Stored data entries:
════════
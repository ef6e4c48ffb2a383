//! The named query strategies of §4.7's registry table.

use std::collections::HashMap;
use std::ops::Bound;
use std::sync::Arc;

use tantivy::query::{BooleanQuery, FuzzyTermQuery, Occur, PhraseQuery, Query, RangeQuery, RegexQuery};
use tantivy::schema::Field;
use tantivy::tokenizer::TokenizerManager;
use tantivy::Term;

use crate::error::{FlexError, FlexResult};
use crate::field::{FieldDescriptor, FieldKind};

use super::tokenize;

/// A named builder compiling one condition's values into an executable
/// query, or `None` if the condition resolves to no clause (e.g. an
/// analyzer emitting zero tokens).
pub trait QueryStrategy: Send + Sync {
    fn build(
        &self,
        field: &FieldDescriptor,
        tantivy_field: Field,
        values: &[String],
        parameters: &HashMap<String, String>,
        tokenizers: &TokenizerManager,
    ) -> FlexResult<Option<Box<dyn Query>>>;
}

pub fn default_registry() -> HashMap<String, Arc<dyn QueryStrategy>> {
    let mut registry: HashMap<String, Arc<dyn QueryStrategy>> = HashMap::new();
    registry.insert("term_match".into(), Arc::new(TermMatch));
    registry.insert("fuzzy_match".into(), Arc::new(FuzzyMatch));
    registry.insert("phrase_match".into(), Arc::new(PhraseMatch));
    registry.insert("like".into(), Arc::new(Like));
    registry.insert("string_range".into(), Arc::new(StringRange));
    registry.insert("numeric_range".into(), Arc::new(NumericRange));
    registry
}

fn boolean_of(occur: Occur, queries: Vec<Box<dyn Query>>) -> Box<dyn Query> {
    Box::new(BooleanQuery::from(
        queries.into_iter().map(|q| (occur, q)).collect::<Vec<_>>(),
    ))
}

fn clause_type_occur(parameters: &HashMap<String, String>) -> Occur {
    match parameters.get("clausetype").map(|s| s.as_str()) {
        Some("or") => Occur::Should,
        _ => Occur::Must,
    }
}

/// Parses a single numeric literal into the field's stored representation,
/// matching the mapping §3 uses for numeric kinds (Int/Long/Date/DateTime
/// -> i64, Double -> f64).
#[derive(Clone, Copy, PartialEq)]
enum NumericPoint {
    I64(i64),
    F64(f64),
}

fn parse_numeric(field: &FieldDescriptor, value: &str) -> FlexResult<NumericPoint> {
    let invalid = || FlexError::InvalidCondition(format!("'{}' is not a valid {:?} value", value, field.kind));
    match field.kind {
        FieldKind::Double => value.parse::<f64>().map(NumericPoint::F64).map_err(|_| invalid()),
        FieldKind::Int => value.parse::<i32>().map(|v| NumericPoint::I64(v as i64)).map_err(|_| invalid()),
        FieldKind::Long => value.parse::<i64>().map(NumericPoint::I64).map_err(|_| invalid()),
        FieldKind::Date => chrono::NaiveDate::parse_from_str(value, "%Y-%m-%d")
            .map(|d| NumericPoint::I64(d.and_hms(0, 0, 0).timestamp()))
            .map_err(|_| invalid()),
        FieldKind::DateTime => chrono::DateTime::parse_from_rfc3339(value)
            .map(|d| NumericPoint::I64(d.timestamp_millis()))
            .map_err(|_| invalid()),
        _ => Err(FlexError::InvalidCondition(format!("field '{}' is not numeric", field.name))),
    }
}

fn numeric_point_query(field: Field, point: NumericPoint) -> Box<dyn Query> {
    match point {
        NumericPoint::I64(v) => Box::new(RangeQuery::new_i64_bounds(
            field,
            Bound::Included(v),
            Bound::Included(v),
        )),
        NumericPoint::F64(v) => Box::new(RangeQuery::new_f64_bounds(
            field,
            Bound::Included(v),
            Bound::Included(v),
        )),
    }
}

struct TermMatch;

impl QueryStrategy for TermMatch {
    fn build(
        &self,
        field: &FieldDescriptor,
        tantivy_field: Field,
        values: &[String],
        parameters: &HashMap<String, String>,
        tokenizers: &TokenizerManager,
    ) -> FlexResult<Option<Box<dyn Query>>> {
        if field.kind.is_numeric() {
            let point = parse_numeric(field, &values[0])?;
            return Ok(Some(numeric_point_query(tantivy_field, point)));
        }

        let tokens = tokenize(tokenizers, &field.search_analyzer, &values[0]);
        match tokens.len() {
            0 => Ok(None),
            1 => Ok(Some(term_query(tantivy_field, &tokens[0]))),
            _ => {
                let occur = clause_type_occur(parameters);
                let queries = tokens.iter().map(|t| term_query(tantivy_field, t)).collect();
                Ok(Some(boolean_of(occur, queries)))
            }
        }
    }
}

fn term_query(field: Field, token: &str) -> Box<dyn Query> {
    use tantivy::query::TermQuery;
    use tantivy::schema::IndexRecordOption;
    Box::new(TermQuery::new(
        Term::from_field_text(field, token),
        IndexRecordOption::WithFreqsAndPositions,
    ))
}

struct FuzzyMatch;

impl QueryStrategy for FuzzyMatch {
    fn build(
        &self,
        field: &FieldDescriptor,
        tantivy_field: Field,
        values: &[String],
        parameters: &HashMap<String, String>,
        tokenizers: &TokenizerManager,
    ) -> FlexResult<Option<Box<dyn Query>>> {
        let slop: u8 = parameters.get("slop").and_then(|v| v.parse().ok()).unwrap_or(1);
        let prefix_length: usize = parameters.get("prefixlength").and_then(|v| v.parse().ok()).unwrap_or(0);

        let tokens = tokenize(tokenizers, &field.search_analyzer, &values[0]);
        if tokens.is_empty() {
            return Ok(None);
        }

        let queries: Vec<Box<dyn Query>> = tokens
            .iter()
            .map(|token| {
                let term = Term::from_field_text(tantivy_field, token);
                if prefix_length > 0 {
                    Box::new(FuzzyTermQuery::new_prefix(term, slop, true)) as Box<dyn Query>
                } else {
                    Box::new(FuzzyTermQuery::new(term, slop, true)) as Box<dyn Query>
                }
            })
            .collect();

        if queries.len() == 1 {
            Ok(queries.into_iter().next())
        } else {
            Ok(Some(boolean_of(Occur::Must, queries)))
        }
    }
}

struct PhraseMatch;

impl QueryStrategy for PhraseMatch {
    fn build(
        &self,
        field: &FieldDescriptor,
        tantivy_field: Field,
        values: &[String],
        parameters: &HashMap<String, String>,
        tokenizers: &TokenizerManager,
    ) -> FlexResult<Option<Box<dyn Query>>> {
        let slop: u32 = parameters.get("slop").and_then(|v| v.parse().ok()).unwrap_or(0);
        let tokens = tokenize(tokenizers, &field.search_analyzer, &values[0]);

        if tokens.is_empty() {
            return Ok(None);
        }
        if tokens.len() == 1 {
            return Ok(Some(term_query(tantivy_field, &tokens[0])));
        }

        let terms: Vec<Term> = tokens.iter().map(|t| Term::from_field_text(tantivy_field, t)).collect();
        let mut query = PhraseQuery::new(terms);
        query.set_slop(slop);
        Ok(Some(Box::new(query)))
    }
}

struct Like;

impl QueryStrategy for Like {
    fn build(
        &self,
        field: &FieldDescriptor,
        tantivy_field: Field,
        values: &[String],
        _parameters: &HashMap<String, String>,
        tokenizers: &TokenizerManager,
    ) -> FlexResult<Option<Box<dyn Query>>> {
        let tokens = tokenize(tokenizers, &field.search_analyzer, &values[0]);
        if tokens.is_empty() {
            return Ok(None);
        }

        let queries: Vec<Box<dyn Query>> = tokens
            .iter()
            .map(|token| wildcard_query(tantivy_field, token))
            .collect::<FlexResult<Vec<_>>>()?;

        if queries.len() == 1 {
            Ok(queries.into_iter().next())
        } else {
            Ok(Some(boolean_of(Occur::Must, queries)))
        }
    }
}

/// tantivy 0.16 has no dedicated wildcard query, so `*`/`?` glob syntax is
/// lowered into an anchored `RegexQuery`, the nearest primitive the
/// underlying library exposes.
fn wildcard_query(field: Field, pattern: &str) -> FlexResult<Box<dyn Query>> {
    let mut regex = String::with_capacity(pattern.len() + 2);
    regex.push('^');
    for ch in pattern.chars() {
        match ch {
            '*' => regex.push_str(".*"),
            '?' => regex.push('.'),
            '.' | '+' | '(' | ')' | '[' | ']' | '{' | '}' | '^' | '$' | '|' | '\\' => {
                regex.push('\\');
                regex.push(ch);
            }
            c => regex.push(c),
        }
    }
    regex.push('$');

    RegexQuery::from_pattern(&regex, field)
        .map(|q| Box::new(q) as Box<dyn Query>)
        .map_err(|e| FlexError::InvalidCondition(e.to_string()))
}

struct StringRange;

impl QueryStrategy for StringRange {
    fn build(
        &self,
        field: &FieldDescriptor,
        tantivy_field: Field,
        values: &[String],
        parameters: &HashMap<String, String>,
        tokenizers: &TokenizerManager,
    ) -> FlexResult<Option<Box<dyn Query>>> {
        if values.len() < 2 {
            return Err(FlexError::InvalidCondition("string_range requires two values".into()));
        }

        let lower_tokens = tokenize(tokenizers, &field.search_analyzer, &values[0]);
        let upper_tokens = tokenize(tokenizers, &field.search_analyzer, &values[1]);
        let lower = lower_tokens.first().cloned().unwrap_or_else(|| values[0].clone());
        let upper = upper_tokens.first().cloned().unwrap_or_else(|| values[1].clone());

        if lower == upper {
            return Err(FlexError::InvalidCondition("string_range bounds must differ".into()));
        }

        let include_lower = parameters.get("includelower").map(|v| v == "true").unwrap_or(false);
        let include_upper = parameters.get("includeupper").map(|v| v == "true").unwrap_or(false);

        let lower_bound = if include_lower { Bound::Included(lower.as_str()) } else { Bound::Excluded(lower.as_str()) };
        let upper_bound = if include_upper { Bound::Included(upper.as_str()) } else { Bound::Excluded(upper.as_str()) };

        Ok(Some(Box::new(RangeQuery::new_str_bounds(tantivy_field, lower_bound, upper_bound))))
    }
}

struct NumericRange;

impl QueryStrategy for NumericRange {
    fn build(
        &self,
        field: &FieldDescriptor,
        tantivy_field: Field,
        values: &[String],
        parameters: &HashMap<String, String>,
        _tokenizers: &TokenizerManager,
    ) -> FlexResult<Option<Box<dyn Query>>> {
        if values.len() < 2 {
            return Err(FlexError::InvalidCondition("numeric_range requires two values".into()));
        }

        let lower = parse_numeric(field, &values[0])?;
        let upper = parse_numeric(field, &values[1])?;

        if lower == upper {
            return Err(FlexError::InvalidCondition("numeric_range bounds must differ".into()));
        }

        let include_lower = parameters.get("includelower").map(|v| v == "true").unwrap_or(false);
        let include_upper = parameters.get("includeupper").map(|v| v == "true").unwrap_or(false);

        let query: Box<dyn Query> = match (lower, upper) {
            (NumericPoint::I64(lo), NumericPoint::I64(hi)) => Box::new(RangeQuery::new_i64_bounds(
                tantivy_field,
                bound(lo, include_lower),
                bound(hi, include_upper),
            )),
            (NumericPoint::F64(lo), NumericPoint::F64(hi)) => Box::new(RangeQuery::new_f64_bounds(
                tantivy_field,
                bound(lo, include_lower),
                bound(hi, include_upper),
            )),
            _ => return Err(FlexError::InvalidCondition("numeric_range bounds must be the same type".into())),
        };

        Ok(Some(query))
    }
}

fn bound<T>(value: T, inclusive: bool) -> Bound<T> {
    if inclusive {
        Bound::Included(value)
    } else {
        Bound::Excluded(value)
    }
}

#[cfg(test)]
mod tests {
    use super::*;
    use crate::field::{PostingsOptions, TermVectorOptions};

    fn text_field(kind: FieldKind) -> FieldDescriptor {
        FieldDescriptor {
            name: "f".into(),
            kind,
            stored_only: false,
            index_analyzer: "default".into(),
            search_analyzer: "default".into(),
            postings: PostingsOptions::DocsAndFreqsAndPositions,
            term_vectors: TermVectorOptions::default(),
            value_source: None,
        }
    }

    #[test]
    fn term_match_with_no_tokens_returns_none() {
        let field = text_field(FieldKind::Text);
        let tokenizers = TokenizerManager::default();
        let strategy = TermMatch;
        let result = strategy
            .build(&field, Field::from_field_id(0), &["   ".to_string()], &HashMap::new(), &tokenizers)
            .unwrap();
        // "default" tokenizer lowercases and splits on non-alnum; all-whitespace yields no tokens.
        assert!(result.is_none());
    }

    #[test]
    fn numeric_range_rejects_equal_bounds() {
        let field = text_field(FieldKind::Int);
        let tokenizers = TokenizerManager::default();
        let strategy = NumericRange;
        let err = strategy
            .build(&field, Field::from_field_id(0), &["5".to_string(), "5".to_string()], &HashMap::new(), &tokenizers)
            .unwrap_err();
        assert!(matches!(err, FlexError::InvalidCondition(_)));
    }

    #[test]
    fn numeric_range_rejects_bounds_equal_after_parsing() {
        let field = text_field(FieldKind::Double);
        let tokenizers = TokenizerManager::default();
        let strategy = NumericRange;
        let err = strategy
            .build(&field, Field::from_field_id(0), &["5.0".to_string(), "5".to_string()], &HashMap::new(), &tokenizers)
            .unwrap_err();
        assert!(matches!(err, FlexError::InvalidCondition(_)));
    }

    #[test]
    fn numeric_range_rejects_unparseable_value() {
        let field = text_field(FieldKind::Int);
        let tokenizers = TokenizerManager::default();
        let strategy = NumericRange;
        let err = strategy
            .build(&field, Field::from_field_id(0), &["abc".to_string(), "5".to_string()], &HashMap::new(), &tokenizers)
            .unwrap_err();
        assert!(matches!(err, FlexError::InvalidCondition(_)));
    }

    #[test]
    fn wildcard_pattern_escapes_regex_metacharacters() {
        let field = text_field(FieldKind::ExactText);
        let tantivy_field = Field::from_field_id(0);
        let query = wildcard_query(tantivy_field, "a.b*c?d");
        assert!(query.is_ok());
        let _ = field;
    }
}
════════
Exercise details: Filtering the entries above by the word "PhraseMatch", copy each line that matches.

Task output:
    registry.insert("phrase_match".into(), Arc::new(PhraseMatch));
struct PhraseMatch;
impl QueryStrategy for PhraseMatch {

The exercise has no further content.